[INSTRUCTIONS FOR THE TASK]:
Copy the lines below verbatim, beginning with the line that includes "a breakpoint to" and continuing to the end; leave out everything before it.

[MATERIALS PROVIDED]:

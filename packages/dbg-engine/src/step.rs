//! Stepping off a breakpoint.
//!
//! A thread stopped on a patched instruction can't simply resume: it would trap again straight
//! away. The breakpoint under it is taken out, and temporary breakpoints are planted on every
//! instruction that can run next. Whichever one fires first puts the original breakpoint back and
//! discards the others.
//!
//! When the platform can trap after a single instruction, one hardware step replaces the
//! temporary breakpoints.

use dbg_os::{ExecScope, HitFn, Platform, Successors, ThreadId};
use dbg_set::Handle;

use crate::{
    BreakpointEngine, BreakpointError, BreakpointType, ContextBreakpoint,
    context::{Filter, Owner},
};

/// How to step past the instruction a frame stopped on.
#[derive(Debug, Clone, Copy)]
pub struct SkipStep {
    /// The thread that will run the step, or `None` for an interrupt handler.
    pub thread: Option<ThreadId>,
    /// Which threads the temporary breakpoints trigger for.
    pub step: ExecScope,
    /// What to stop once the step completes. [`ExecScope::None`] resumes without stopping.
    pub stop: ExecScope,
    /// Called after the step has stopped execution.
    pub hit: Option<HitFn>,
    /// Passed to [`hit`](Self::hit).
    pub hit_param: usize,
}

impl SkipStep {
    /// Steps `thread` past a breakpoint and lets it keep running.
    #[must_use]
    pub const fn skip_over(thread: ThreadId) -> Self {
        Self {
            thread: Some(thread),
            step: ExecScope::Thread(thread),
            stop: ExecScope::None,
            hit: None,
            hit_param: 0,
        }
    }

    /// Steps `thread` by one instruction and then stops `stop`.
    #[must_use]
    pub const fn single_step(thread: ThreadId, stop: ExecScope) -> Self {
        Self {
            thread: Some(thread),
            step: ExecScope::Thread(thread),
            stop,
            hit: None,
            hit_param: 0,
        }
    }

    /// Sets the callback made when the step stops execution.
    #[must_use]
    pub const fn with_hit(mut self, hit: Option<HitFn>, param: usize) -> Self {
        self.hit = hit;
        self.hit_param = param;
        self
    }

    const fn kind(&self) -> BreakpointType {
        if matches!(self.stop, ExecScope::None) {
            BreakpointType::SkipOver
        } else {
            BreakpointType::SingleStep
        }
    }
}

/// What [`BreakpointEngine::setup_skipover`] did at one successor address.
#[derive(Debug, Clone, Copy)]
struct Planted<S> {
    /// An existing breakpoint that was adopted, with its state from before.
    twin: Option<(Handle, ContextBreakpoint<S>)>,
    /// A newly created temporary breakpoint.
    created: Option<Handle>,
    /// An address breakpoint created for it, still waiting to be patched.
    address: Option<Handle>,
}

impl<S> Default for Planted<S> {
    fn default() -> Self {
        Self {
            twin: None,
            created: None,
            address: None,
        }
    }
}

impl<P: Platform> BreakpointEngine<P> {
    /// Arranges for the instruction at the frame's program counter to be stepped past.
    ///
    /// On failure everything planted so far is removed again, the breakpoint under the program
    /// counter is re-armed and the frame's interrupt state is put back.
    ///
    /// # Errors
    ///
    /// - [`BreakpointError::InvalidParameters`] if [`SkipStep::step`] is [`ExecScope::None`].
    /// - [`BreakpointError::InvalidOperation`] if there is no breakpoint under the program counter
    ///   and [`SkipStep::stop`] is [`ExecScope::None`], so there is nothing to do.
    /// - [`BreakpointError::InvalidBreakpoint`] if the address breakpoint under the program
    ///   counter has no contexts.
    /// - [`BreakpointError::OutOfMemory`] if the temporary breakpoints don't fit.
    pub fn set_skip_step(
        &mut self,
        os: &mut P,
        frame: &mut P::Frame,
        step: SkipStep,
    ) -> Result<(), BreakpointError> {
        critical_section::with(|_| self.set_skip_step_unlocked(os, frame, step))
    }

    pub(crate) fn set_skip_step_unlocked(
        &mut self,
        os: &mut P,
        frame: &mut P::Frame,
        step: SkipStep,
    ) -> Result<(), BreakpointError> {
        if step.step == ExecScope::None {
            return Err(BreakpointError::InvalidParameters);
        }
        let pc = os.program_counter(frame);

        let under_pc = match self.find_address(pc) {
            None if step.stop == ExecScope::None => return Err(BreakpointError::InvalidOperation),
            None => None,
            Some(address) => {
                let (primary, _) = self
                    .set_find(self.context_set(Owner::Address(address)), Filter::any())
                    .ok_or(BreakpointError::InvalidBreakpoint)?;
                self.deactivate(os, address)?;
                Some((address, primary))
            }
        };
        let primary = under_pc.map(|(_, primary)| primary);

        log::trace!("{:?} from {pc:#x} for {:?}", step.kind(), step.step);

        let interrupts = os.save_interrupts(frame);
        let result = if self.hardware_step {
            self.plant_hardware_step(os, frame, primary, &step)
        } else {
            self.plant_successors(os, frame, pc, primary, interrupts, &step)
        };

        if let Err(err) = result {
            os.restore_interrupts(frame, interrupts);
            if let Some((address, _)) = under_pc {
                if let Err(rearm) = self.activate(os, address) {
                    log::error!("breakpoint at {pc:#x} could not be re-armed: {rearm}");
                }
            }
            log::debug!("could not step past {pc:#x}: {err}");
            return Err(err);
        }
        Ok(())
    }

    fn plant_hardware_step(
        &mut self,
        os: &mut P,
        frame: &mut P::Frame,
        primary: Option<Handle>,
        step: &SkipStep,
    ) -> Result<(), BreakpointError> {
        let ctx = self.context_create(ContextBreakpoint {
            hit: step.hit,
            hit_param: step.hit_param,
            aux: primary,
            ..ContextBreakpoint::new(step.step, step.thread, step.kind(), step.stop)
        })?;

        if let Err(err) = self.link_context(Owner::HardwareStep, step.step, ctx) {
            self.context_delete(ctx)?;
            return Err(err);
        }
        if let Err(err) = os.arm_hardware_step(frame) {
            self.unlink_context(Owner::HardwareStep, ctx, 0)?;
            self.context_delete(ctx)?;
            return Err(err.into());
        }
        Ok(())
    }

    /// Plants temporary breakpoints on every successor of `pc`, undoing all of them if any
    /// can't be planted.
    fn plant_successors(
        &mut self,
        os: &mut P,
        frame: &mut P::Frame,
        pc: usize,
        primary: Option<Handle>,
        interrupts: P::InterruptState,
        step: &SkipStep,
    ) -> Result<(), BreakpointError> {
        let successors = os.successors(pc, frame)?;
        os.disable_interrupts(frame);

        let mut planted = [Planted::default(); 2];
        let result = self.plant_each(os, &mut planted, successors, primary, interrupts, step);
        if result.is_err() {
            self.unplant(os, &planted);
        }
        result
    }

    fn plant_each(
        &mut self,
        os: &mut P,
        planted: &mut [Planted<P::InterruptState>; 2],
        successors: Successors,
        primary: Option<Handle>,
        interrupts: P::InterruptState,
        step: &SkipStep,
    ) -> Result<(), BreakpointError> {
        for (slot, next) in planted.iter_mut().zip(successors) {
            if let Some(next) = next {
                *slot = self.setup_skipover(os, next, primary, interrupts, step)?;
            }
        }

        self.crosslink(planted);

        for address in planted.iter().filter_map(|p| p.address) {
            self.activate(os, address)?;
        }
        Ok(())
    }

    /// Plants (or adopts) the temporary breakpoint at one successor address.
    ///
    /// Nothing is left behind on failure.
    fn setup_skipover(
        &mut self,
        os: &mut P,
        next: usize,
        primary: Option<Handle>,
        interrupts: P::InterruptState,
        step: &SkipStep,
    ) -> Result<Planted<P::InterruptState>, BreakpointError> {
        let kind = step.kind();
        let mut planted = Planted::default();

        let address = match self.find_address(next) {
            Some(address) => {
                let existing = self.set_find(
                    self.context_set(Owner::Address(address)),
                    Filter::thread(step.thread),
                );

                if let Some((twin, _)) = existing {
                    planted.twin = Some((twin, self.contexts[twin]));

                    let bp = &mut self.contexts[twin];
                    bp.restore_interrupts = Some(interrupts);
                    bp.aux = primary;
                    if kind == BreakpointType::SingleStep && bp.kind == BreakpointType::Active {
                        bp.kind = BreakpointType::ActiveStep;
                        bp.step_suspend = step.stop;
                    }
                    return Ok(planted);
                }
                address
            }
            None => {
                let address = self.address_create(os, next)?;
                planted.address = Some(address);
                address
            }
        };

        let created = match self.context_create(ContextBreakpoint {
            hit: step.hit,
            hit_param: step.hit_param,
            aux: primary,
            restore_interrupts: Some(interrupts),
            address: Some(address),
            ..ContextBreakpoint::new(step.step, step.thread, kind, step.stop)
        }) {
            Ok(created) => created,
            Err(err) => {
                if planted.address.is_some() {
                    self.discard_address(address);
                }
                return Err(err);
            }
        };
        if let Err(err) = self.link_context(Owner::Address(address), step.step, created) {
            self.context_delete(created)?;
            if planted.address.is_some() {
                self.discard_address(address);
            }
            return Err(err);
        }

        planted.created = Some(created);
        Ok(planted)
    }

    /// Removes the temporary breakpoints of a step that could not be set up and gives adopted
    /// breakpoints back their previous state.
    fn unplant(&mut self, os: &mut P, planted: &[Planted<P::InterruptState>; 2]) {
        // Both successors can share one address, in which case the second adopted the first.
        for slot in planted.iter().rev() {
            if let Some((twin, before)) = slot.twin {
                self.contexts[twin] = before;
            }

            let Some(created) = slot.created else { continue };
            let Some(address) = self.contexts[created].address else { continue };
            if let Err(err) = self.breakpoint_remove(os, address, created, 0) {
                log::error!("temporary breakpoint {created:?} was not removed: {err}");
            }
        }
    }

    /// Links the breakpoints on both paths of a branch so whichever fires first discards the
    /// other.
    fn crosslink(&mut self, planted: &[Planted<P::InterruptState>; 2]) {
        let [first, second] = *planted;
        let twin = |p: Planted<P::InterruptState>| p.twin.map(|(h, _)| h);

        let pairs = [
            (first.created, [twin(second), second.created]),
            (second.created, [twin(first), first.created]),
        ];
        for (created, others) in pairs {
            let Some(created) = created else { continue };
            // Both paths can land on the same address, which must not link a breakpoint to
            // itself.
            for h in others.into_iter().flatten().filter(|&h| h != created) {
                self.contexts[h].twin = Some(created);
            }
        }
    }
}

[RESPONSE BOX]:
            // Both paths can land on the same address, which must not link a breakpoint to
            // itself.
            for h in others.into_iter().flatten().filter(|&h| h != created) {
                self.contexts[h].twin = Some(created);
            }
        }
    }
}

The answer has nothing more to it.